M.G. : Oui, mais parce que j’en suis un avant tout ! Je songe toujours à ce que je voudrais voir. Quand je paie ma place, je n’ai pas envie qu’on se fiche de moi. Donc logique que j’en fasse autant. Puis, il y a un standard de qualité qui fait un bon film. C’est aussi pour ça que j’ai voulu tourner en scope et en Dolby Digital, tout en glissant beaucoup de noirs et de densité dans le film. Surtout pas comme dans un téléfilm de TF1 ou tout est blanc jusqu’au plafond ! J’ai eu envie de faire un film pour le public, éventuellement jeune, pour qu’il ait un maximum de chance. Je suis sûr qu’on peut offrir de la profondeur tout en distrayant les gens, et je n’ai pas honte de dire que les recettes et l’argent sont aussi la preuve d’un succès. Pourquoi faire un film qui ne rapporte pas, sous prétexte que l’art, le cinéma doit exister ? Et pourquoi ne pas miser davantage sur des films commerciaux, profiter de leurs recettes pour faire des films d’auteur ? Ouvrons le débat !

C.: Vous bouclez en ce moment le film. Peut-on espérer le voir cette année ?
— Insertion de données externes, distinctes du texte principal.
//! # Transfer Sessions
//!
//! A session is one encode invocation. Its constants (`k`, `total_bytes`,
//! `block_size`, `checksum`) are fixed before the first packet is produced
//! and travel on the wire as [`SessionMeta`].
//!
//! ```text
//!   (no decoder) ──first packet with meta──▶ Collecting ──|resolved| = k──▶ Complete
//! ```

use serde::{Deserialize, Serialize};

use crate::error::{FountainError, Result};
use crate::integrity;
use crate::splitter::block_count;

// ─── Session Meta ───────────────────────────────────────────────────────────

/// Session-constant fields. Optional on individual packets, but all four
/// travel together.
#[derive(Debug, Clone, PartialEq, Eq, Serialize, Deserialize)]
#[serde(rename_all = "camelCase")]
pub struct SessionMeta {
    pub k: u32,
    pub total_bytes: u64,
    pub block_size: u32,
    pub checksum: String,
}

impl SessionMeta {
    /// Check the `k = ceil(total_bytes / block_size)` invariant and field shapes.
    pub fn validate(&self) -> Result<()> {
        if self.k == 0 || self.block_size == 0 || self.total_bytes == 0 {
            return Err(FountainError::malformed("session fields must be non-zero"));
        }
        let expected = block_count(self.total_bytes as usize, self.block_size as usize);
        if expected != self.k as usize {
            return Err(FountainError::malformed(format!(
                "k={} inconsistent with totalBytes={} blockSize={}",
                self.k, self.total_bytes, self.block_size
            )));
        }
        if !integrity::is_well_formed(&self.checksum) {
            return Err(FountainError::malformed("checksum is not an 8-digit hex digest"));
        }
        Ok(())
    }

    /// Equality with the checksum's hex case ignored.
    pub fn same_constants(&self, other: &SessionMeta) -> bool {
        self.k == other.k
            && self.total_bytes == other.total_bytes
            && self.block_size == other.block_size
            && self.checksum.eq_ignore_ascii_case(&other.checksum)
    }
}

// ─── Session ────────────────────────────────────────────────────────────────

/// One transfer instance. Immutable once encoding starts.
#[derive(Debug, Clone, PartialEq, Eq, Serialize, Deserialize)]
#[serde(rename_all = "camelCase")]
pub struct Session {
    pub session_id: String,
    pub k: u32,
    pub total_bytes: u64,
    pub block_size: u32,
    pub checksum: String,
}

impl Session {
    pub fn from_meta(session_id: impl Into<String>, meta: SessionMeta) -> Result<Self> {
        let session_id = session_id.into();
        if session_id.is_empty() {
            return Err(FountainError::malformed("empty sessionId"));
        }
        meta.validate()?;
        Ok(Session {
            session_id,
            k: meta.k,
            total_bytes: meta.total_bytes,
            block_size: meta.block_size,
            checksum: meta.checksum.to_ascii_lowercase(),
        })
    }

    pub fn meta(&self) -> SessionMeta {
        SessionMeta {
            k: self.k,
            total_bytes: self.total_bytes,
            block_size: self.block_size,
            checksum: self.checksum.clone(),
        }
    }

    /// Seed mixed into every packet's sampler seed.
    pub fn seed(&self) -> u32 {
        integrity::crc32(self.session_id.as_bytes())
    }

    pub fn k(&self) -> usize {
        self.k as usize
    }

    pub fn block_size(&self) -> usize {
        self.block_size as usize
    }
}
M.G. : Oui j’y compte bien, mais on ne voudrait surtout pas bâcler la fin. Etant donné qu’on souhaite le maximum de qualité, on a décidé de soigner les derniers éléments de la bande-son. La production vient donc de mettre en vente 1% des parts, soit 50 000 euros. J’espère qu’il sortira avant de me mettre en route pour mon deuxième film, qui aura pour héros… un extra-terrestre violoniste !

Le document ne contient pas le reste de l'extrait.